◆ WORK REQUIRED ◆
Below is some data. Retype exactly the lines starting at the one with "the connection stays" and ending at the one with "return Err(JsonRpcError::Framing(err));".

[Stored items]
"""

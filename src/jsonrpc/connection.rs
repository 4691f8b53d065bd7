//! Connection: bidirectional pairing of the framing codec and the dispatcher
//! with a transport.
//!
//! A `Connection` owns the outbound queue, the streaming decoder, and a
//! reference to the dispatcher's pending-request table. It is the thing an
//! application actually holds: register handlers on it, call `request`/
//! `notify`, and either drive it manually with `receive`/`next_outgoing` or
//! hand it a transport and let `serve` spawn the reader/writer tasks.

use crate::jsonrpc::codec::{encode, Decoder, Frame};
use crate::jsonrpc::dispatcher::{Dispatcher, HandlerError};
use crate::jsonrpc::error::JsonRpcError;
use crate::jsonrpc::message::Message;
use crate::transport::Transport;
use serde::de::DeserializeOwned;
use serde::Serialize;
use serde_json::Value;
use std::future::Future;
use std::sync::atomic::{AtomicU8, Ordering};
use std::sync::Arc;
use std::time::Duration;
use tokio::sync::{mpsc, Mutex};
use tracing::{error, info, trace, warn};

/// Default bound on the outbound queue. A slow writer naturally applies
/// backpressure to handlers emitting responses once this fills.
const DEFAULT_OUTBOUND_CAPACITY: usize = 256;

#[derive(Debug, Clone, Copy, PartialEq, Eq)]
#[repr(u8)]
enum State {
    Idle = 0,
    Active = 1,
    Closed = 2,
}

/// A live JSON-RPC connection over some [`Transport`].
///
/// `Idle` until the first `send`/`receive`, then `Active`, then terminally
/// `Closed` on explicit `close()`, transport EOF, or an unrecoverable framing
/// error. Every method fails fast with [`JsonRpcError::ConnectionClosed`]
/// once closed.
pub struct Connection<T: Transport> {
    transport: Arc<T>,
    dispatcher: Arc<Dispatcher>,
    decoder: Mutex<Decoder>,
    outbound_tx: Mutex<Option<mpsc::Sender<Message>>>,
    outbound_rx: Mutex<Option<mpsc::Receiver<Message>>>,
    state: AtomicU8,
}

impl<T: Transport + 'static> Connection<T> {
    pub fn new(transport: T) -> Self {
        Self::with_capacity(transport, DEFAULT_OUTBOUND_CAPACITY)
    }

    pub fn with_capacity(transport: T, outbound_capacity: usize) -> Self {
        let (tx, rx) = mpsc::channel(outbound_capacity);
        Self {
            transport: Arc::new(transport),
            dispatcher: Arc::new(Dispatcher::new()),
            decoder: Mutex::new(Decoder::new()),
            outbound_tx: Mutex::new(Some(tx)),
            outbound_rx: Mutex::new(Some(rx)),
            state: AtomicU8::new(State::Idle as u8),
        }
    }

    /// The dispatcher backing this connection, for direct access to the
    /// lower-level handler registration API.
    pub fn dispatcher(&self) -> &Arc<Dispatcher> {
        &self.dispatcher
    }

    pub fn is_closed(&self) -> bool {
        self.state.load(Ordering::SeqCst) == State::Closed as u8
    }

    fn mark_active(&self) {
        let _ = self.state.compare_exchange(
            State::Idle as u8,
            State::Active as u8,
            Ordering::SeqCst,
            Ordering::SeqCst,
        );
    }

    fn check_open(&self) -> Result<(), JsonRpcError> {
        if self.is_closed() {
            Err(JsonRpcError::ConnectionClosed)
        } else {
            Ok(())
        }
    }

    /// Register (or replace) the handler for inbound requests of `method`.
    pub async fn on_request<F, Fut>(&self, method: impl Into<String>, handler: F)
    where
        F: Fn(Option<Value>) -> Fut + Send + Sync + 'static,
        Fut: Future<Output = Result<Value, HandlerError>> + Send + 'static,
    {
        self.dispatcher.on_request(method, handler).await;
    }

    /// Register (or replace) the handler for inbound notifications of `method`.
    pub async fn on_notification<F, Fut>(&self, method: impl Into<String>, handler: F)
    where
        F: Fn(Option<Value>) -> Fut + Send + Sync + 'static,
        Fut: Future<Output = ()> + Send + 'static,
    {
        self.dispatcher.on_notification(method, handler).await;
    }

    /// Typed convenience over `on_request`.
    pub async fn on_typed_request<P, R, F, Fut>(&self, method: impl Into<String>, handler: F)
    where
        P: DeserializeOwned + Send + 'static,
        R: Serialize + Send + 'static,
        F: Fn(P) -> Fut + Send + Sync + 'static,
        Fut: Future<Output = Result<R, HandlerError>> + Send + 'static,
    {
        self.dispatcher.on_typed_request(method, handler).await;
    }

    /// Typed convenience over `on_notification`.
    pub async fn on_typed_notification<P, F, Fut>(&self, method: impl Into<String>, handler: F)
    where
        P: DeserializeOwned + Send + 'static,
        F: Fn(P) -> Fut + Send + Sync + 'static,
        Fut: Future<Output = ()> + Send + 'static,
    {
        self.dispatcher.on_typed_notification(method, handler).await;
    }

    /// Send a Request and await its matching Response, without a timeout.
    /// Callers that want cooperative cancellation should use `request`
    /// instead and manage their own `tokio::select!` / task abort.
    pub async fn request_blocking(
        &self,
        method: impl Into<String>,
        params: Option<Value>,
    ) -> Result<Value, JsonRpcError> {
        self.check_open()?;
        self.mark_active();

        let (id, rx) = self.dispatcher.register_next_pending().await;
        self.enqueue(Message::request(id.clone(), method, params))
            .await?;

        match rx.await {
            Ok(Ok(result)) => Ok(result),
            Ok(Err(error)) => Err(error.into()),
            Err(_) => Err(JsonRpcError::ConnectionClosed),
        }
    }

    /// Send a Request and await its matching Response, racing against
    /// `timeout`. On timeout the pending slot is cancelled and
    /// [`JsonRpcError::Timeout`] is returned — on the wire this is the local
    /// analogue of a `REQUEST_CANCELLED` response.
    pub async fn request(
        &self,
        method: impl Into<String>,
        params: Option<Value>,
        timeout: Duration,
    ) -> Result<Value, JsonRpcError> {
        self.check_open()?;
        self.mark_active();

        let (id, rx) = self.dispatcher.register_next_pending().await;
        self.enqueue(Message::request(id.clone(), method, params))
            .await?;

        match tokio::time::timeout(timeout, rx).await {
            Ok(Ok(Ok(result))) => Ok(result),
            Ok(Ok(Err(error))) => Err(error.into()),
            Ok(Err(_)) => Err(JsonRpcError::ConnectionClosed),
            Err(_) => {
                self.dispatcher.cancel_pending(&id).await;
                Err(JsonRpcError::Timeout)
            }
        }
    }

    /// Typed convenience over `request`: encodes `params`, decodes the
    /// result as `R`.
    pub async fn request_typed<P, R>(
        &self,
        method: impl Into<String>,
        params: &P,
        timeout: Duration,
    ) -> Result<R, JsonRpcError>
    where
        P: Serialize,
        R: DeserializeOwned,
    {
        let params = serde_json::to_value(params)?;
        let result = self.request(method, Some(params), timeout).await?;
        serde_json::from_value(result).map_err(JsonRpcError::ResultDecode)
    }

    /// Enqueue a fire-and-forget Notification.
    pub async fn notify(
        &self,
        method: impl Into<String>,
        params: Option<Value>,
    ) -> Result<(), JsonRpcError> {
        self.check_open()?;
        self.mark_active();
        self.enqueue(Message::notification(method, params)).await
    }

    async fn enqueue(&self, message: Message) -> Result<(), JsonRpcError> {
        let guard = self.outbound_tx.lock().await;
        match guard.as_ref() {
            Some(tx) => tx
                .send(message)
                .await
                .map_err(|_| JsonRpcError::ConnectionClosed),
            None => Err(JsonRpcError::ConnectionClosed),
        }
    }

    /// Feed freshly-arrived bytes to the decoder and dispatch every complete
    /// frame extracted from them.
    ///
    /// A genuine framing error (bad `Content-Length`, truncated UTF-8) is
    /// unrecoverable: the connection is closed and the error returned so the
    /// caller can close its transport. A frame that decoded fine as far as
    /// `Content-Length` accounting goes but failed JSON parsing or message
    /// classification is a protocol error instead — it produces a Response
    /// carrying that error on the outbound queue, and the connection stays
    /// open for the frames after it.
    pub async fn receive(&self, bytes: &[u8]) -> Result<(), JsonRpcError> {
        self.check_open()?;
        self.mark_active();

        let frames = {
            let mut decoder = self.decoder.lock().await;
            match decoder.feed(bytes) {
                Ok(frames) => frames,
                Err(err) => {
                    error!("unrecoverable framing error, closing connection: {err}");
                    self.close().await;
                    return Err(JsonRpcError::Framing(err));
                }
            }
        };

        for frame in frames {
            match frame {
                Frame::Message(message) => {
                    trace!("dispatching inbound message");
                    if let Some(response) = self.dispatcher.dispatch(message).await {
                        self.enqueue(response).await?;
                    }
                }
                Frame::Invalid(error) => {
                    warn!("rejecting malformed message: {}", error.message);
                    self.enqueue(Message::failure(None, error)).await?;
                }
            }
        }
        Ok(())
    }

    /// Pull the next outbound message and encode it as a framed byte
    /// payload. Returns `None` once the outbound queue is closed (after
    /// `close()`), signalling end of stream to a writer loop.
    pub async fn next_outgoing(&self) -> Option<Vec<u8>> {
        let message = {
            let mut guard = self.outbound_rx.lock().await;
            guard.as_mut()?.recv().await?
        };
        Some(encode(&message))
    }

    /// Close the connection: close the outbound queue, cancel every pending
    /// outbound request, and mark the connection terminally closed. Safe to
    /// call more than once.
    pub async fn close(&self) {
        self.state.store(State::Closed as u8, Ordering::SeqCst);
        self.outbound_tx.lock().await.take();
        self.dispatcher.cancel_all().await;
        let _ = self.transport.close().await;
    }

    /// Spawn a reader task (transport -> `receive`) and a writer task
    /// (`next_outgoing` -> transport) that run until the transport
    /// disconnects or the connection is closed. Returns once both tasks
    /// have exited.
    pub async fn serve(self: Arc<Self>) {
        let reader = {
            let this = Arc::clone(&self);
            tokio::spawn(async move {
                loop {
                    if this.is_closed() {
                        break;
                    }
                    match this.transport.receive().await {
                        Ok(bytes) => {
                            if let Err(err) = this.receive(&bytes).await {
                                warn!("connection receive failed: {err}");
                                break;
                            }
                        }
                        Err(err) => {
                            info!("transport closed: {err}");
                            break;
                        }
                    }
                }
                this.close().await;
            })
        };

        let writer = {
            let this = Arc::clone(&self);
            tokio::spawn(async move {
                while let Some(bytes) = this.next_outgoing().await {
                    if let Err(err) = this.transport.send(&bytes).await {
                        warn!("transport send failed: {err}");
                        break;
                    }
                }
            })
        };

        let _ = tokio::join!(reader, writer);
    }
}
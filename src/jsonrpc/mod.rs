//! Transport-independent JSON-RPC 2.0 core: message model, framing codec,
//! dispatcher, and connection. This is the engine an LSP (or any other
//! JSON-RPC-based) server/client is built on; it knows nothing about any
//! particular set of methods or payload shapes.

pub mod codec;
pub mod connection;
pub mod dispatcher;
pub mod either;
pub mod error;
pub mod message;

pub use codec::{encode, Decoder, Frame, FramingError, MAX_CONTENT_LENGTH};
pub use connection::Connection;
pub use dispatcher::{Dispatcher, HandlerError, NotificationHandler, RequestHandler};
pub use either::{discriminate, Either, Either3};
pub use error::JsonRpcError;
pub use message::{error_codes, DecodeError, Message, RequestId, ResponseError, JSONRPC_VERSION};
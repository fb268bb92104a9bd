//! Non-fatal render diagnostics.
//!
//! Notices never abort a render. Each one is logged at `warn` level when it
//! is raised and collected into the [`crate::RenderReport`].

use std::fmt;

use image::Rgb;

use crate::color::to_hex;
use crate::content::Slot;

#[derive(Debug, Clone, PartialEq, Eq)]
pub enum Notice {
    /// Content did not fit; the canvas was made taller.
    SizeAdjusted { requested: u32, actual: u32 },
    /// A unit had no color, so the background's contrast color was used.
    AutoColor { unit: Slot, color: Rgb<u8> },
    /// An outline had no color, so a darkened unit color was used.
    AutoOutlineColor { unit: Slot, color: Rgb<u8> },
}

impl Notice {
    /// Log the notice and hand it back.
    pub(crate) fn emit(self) -> Self {
        match &self {
            Notice::SizeAdjusted { requested, actual } => {
                tracing::warn!(requested, actual, "{}", self);
            }
            Notice::AutoColor { unit, color } | Notice::AutoOutlineColor { unit, color } => {
                tracing::warn!(unit = ?unit, color = %to_hex(*color), "{}", self);
            }
        }
        self
    }
}

impl fmt::Display for Notice {
    fn fmt(&self, f: &mut fmt::Formatter<'_>) -> fmt::Result {
        match self {
            Notice::SizeAdjusted { requested, actual } => write!(
                f,
                "content does not fit in height {}; image height set to {}",
                requested, actual
            ),
            Notice::AutoColor { unit, color } => write!(
                f,
                "{:?} has no color; using generated {}",
                unit,
                to_hex(*color)
            ),
            Notice::AutoOutlineColor { unit, color } => write!(
                f,
                "{:?} outline has no color; using generated {}",
                unit,
                to_hex(*color)
            ),
        }
    }
}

"""

◆ RESPONSE ◆
    /// carrying that error on the outbound queue, and the connection stays
    /// open for the frames after it.
    pub async fn receive(&self, bytes: &[u8]) -> Result<(), JsonRpcError> {
        self.check_open()?;
        self.mark_active();

        let frames = {
            let mut decoder = self.decoder.lock().await;
            match decoder.feed(bytes) {
                Ok(frames) => frames,
                Err(err) => {
                    error!("unrecoverable framing error, closing connection: {err}");
                    self.close().await;
                    return Err(JsonRpcError::Framing(err));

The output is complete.